These loaded Oreo Chocolate Chip Cookies are packed with deliciousness. They have Oreos and Golden Grahams cereal, both finely chopped, granulated in fact, in a food processor. They also have sea salt which makes each bite pop with tastiness. While we need no excuse to bake, THIS weekend is THE ideal weekend to make these. Not only is Saturday is National Oreo Cookie Day (March 6), but Sunday is also National Cereal Day (March 7). These cookies are super easy to bake also, as in, a prep time of 15 minutes. And you’re going to love their taste and texture.
Marvelous Mix Ins
In addition to Oreos and Golden Grahams, they have chopped caramels, toffee bits, and two different sized chocolate chips. And they are another blue ribbon winning recipe. I’ve had a lot of fun experimenting with these cookies. I’ve skipped the caramel and upped the toffee bits. I’ve also done the reverse, skipping the toffee and increasing the caramel. I’ve also done versions with chocolate chunks instead of chips. All of them, completely delicious.

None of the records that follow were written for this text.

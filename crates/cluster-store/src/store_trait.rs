//! ClusterStore trait for mocking
//!
//! This trait abstracts the cluster object store to enable mocking in unit
//! tests. The concrete [`crate::KubeStore`] implements it against the
//! Kubernetes API; tests use the in-memory mock behind the `test-util`
//! feature.

use std::collections::BTreeMap;

use k8s_openapi::api::apps::v1::StatefulSet;
use k8s_openapi::api::core::v1::Pod;

use crds::{TraceStack, TraceStackStatus};

use crate::error::StoreError;
use crate::models::{ManifestKind, ManifestObject, ObjectRef};

/// Typed CRUD plus the label-scoped lists the status engine samples.
///
/// All async methods must be `Send` to work with Tokio's work-stealing
/// runtime. Every call is cancellable by dropping the future; a cancelled or
/// timed-out call surfaces as [`StoreError::Timeout`].
#[async_trait::async_trait]
pub trait ClusterStore: Send + Sync {
    /// Fetch one owned object by kind, namespace, and name.
    async fn get(
        &self,
        kind: ManifestKind,
        namespace: &str,
        name: &str,
    ) -> Result<ManifestObject, StoreError>;

    /// Create an object; the returned object carries server-assigned metadata
    /// (uid, resource version).
    async fn create(&self, object: &ManifestObject) -> Result<ManifestObject, StoreError>;

    /// Replace an object. The object must carry the live resource version;
    /// a stale version fails with [`StoreError::Conflict`].
    async fn update(&self, object: &ManifestObject) -> Result<ManifestObject, StoreError>;

    /// Delete an object by reference.
    async fn delete(&self, reference: &ObjectRef) -> Result<(), StoreError>;

    /// List pods in a namespace matching all of the given labels.
    async fn list_pods(
        &self,
        namespace: &str,
        labels: &BTreeMap<String, String>,
    ) -> Result<Vec<Pod>, StoreError>;

    /// List stateful sets in a namespace matching all of the given labels.
    async fn list_stateful_sets(
        &self,
        namespace: &str,
        labels: &BTreeMap<String, String>,
    ) -> Result<Vec<StatefulSet>, StoreError>;

    /// Fetch a TraceStack; `None` when it does not exist.
    async fn get_stack(
        &self,
        namespace: &str,
        name: &str,
    ) -> Result<Option<TraceStack>, StoreError>;

    /// Merge-patch the status sub-resource of a TraceStack.
    async fn patch_stack_status(
        &self,
        namespace: &str,
        name: &str,
        status: &TraceStackStatus,
    ) -> Result<(), StoreError>;
}
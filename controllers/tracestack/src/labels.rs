//! Shared labels for managed objects.
//!
//! The selector labels are the stable subset workloads are matched on;
//! instance labels add the bookkeeping labels every owned object carries.

use std::collections::BTreeMap;

use crds::Component;

/// `app.kubernetes.io/name` value on every owned object.
pub const APP_NAME: &str = "tracestack";

/// Value of the `managed-by` label.
pub const MANAGED_BY: &str = "tracestack-controller";

/// Immutable selector labels for one component of one instance.
pub fn selector_labels(instance: &str, component: Component) -> BTreeMap<String, String> {
    BTreeMap::from([
        ("app.kubernetes.io/name".to_string(), APP_NAME.to_string()),
        ("app.kubernetes.io/instance".to_string(), instance.to_string()),
        (
            "app.kubernetes.io/component".to_string(),
            component.as_str().to_string(),
        ),
    ])
}

/// Full label set for one component's objects.
pub fn component_labels(instance: &str, component: Component) -> BTreeMap<String, String> {
    let mut labels = selector_labels(instance, component);
    labels.insert(
        "app.kubernetes.io/managed-by".to_string(),
        MANAGED_BY.to_string(),
    );
    labels
}

/// Label set for instance-scoped objects not tied to one component.
pub fn instance_labels(instance: &str) -> BTreeMap<String, String> {
    BTreeMap::from([
        ("app.kubernetes.io/name".to_string(), APP_NAME.to_string()),
        ("app.kubernetes.io/instance".to_string(), instance.to_string()),
        (
            "app.kubernetes.io/managed-by".to_string(),
            MANAGED_BY.to_string(),
        ),
    ])
}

Blue Ribbon Bragging Rights
Recipe credit for these Oreo Chocolate Chip Cookies goes to Michelle Pontbriant. She won her blue ribbon and bragging rights at the Big E Fair in Springfield, Massachusetts. She won a Gold Medal Flour cookie contest with this creation back in 2016. I recall her being a runner and having an “aha moment” when on a run one day, to puree the cookies and cereal together. They give the cookie a terrific tasting texture. You get a bit of caramel, toffee, and chocolate in every bite.
These are such a tasty twist on the traditional chocolate chip cookie. Bake these soon my fellow blue ribbon foodies!
p.s. If you’re a fan of Golden Grahams, you should also try these Peanut Butter S’more No-Bake Cookies. They have the same cereal in them.
Oreo Chocolate Chip Cookies
2 cups all-purpose flour
1 teaspoon sea salt
1 teaspoon baking powder
1 teaspoon baking soda
1 1/4 cups granulated Oreo cookies (prepped in food processor)
1 cup granulated Golden Graham Cereal (prepped in food processor)
1 stick butter softened
1 tablespoon shortening
1/4 cup granulated sugar
3/4 cup light brown sugar
1 stick butter melted
1 tablespoon vanilla extract
3 tablespoons finely chopped soft caramel
1/4 cup toffee bits
1 cup semi sweet mini chocolate chips
1/2 cup semi sweet (regular size) chocolate chips
Preheat oven to 350 degrees F. In large bowl, whisk flour, sea salt, baking powder, baking soda, granulated Oreos, and granulated Golden Grahams. Set aside. With mixer, all at once, mix softened butter, shortening and sugars for 30 seconds. Scrape bowl, add melted butter, vanilla, and mix for 30 seconds again. Add eggs, mix 30 seconds more; scrape bowl. Add dry ingredients. Mix just until blended. Scrape bowl. Add caramel, toffee bits, chocolate chips with mix with wooden spoon, by hand. Spoon by rounded tablespoon and drop onto parchment-lined baking sheets. Bake 12 minutes, until edges just start to brown. Remove from oven. Cool on wire rack. Makes about 48 cookies.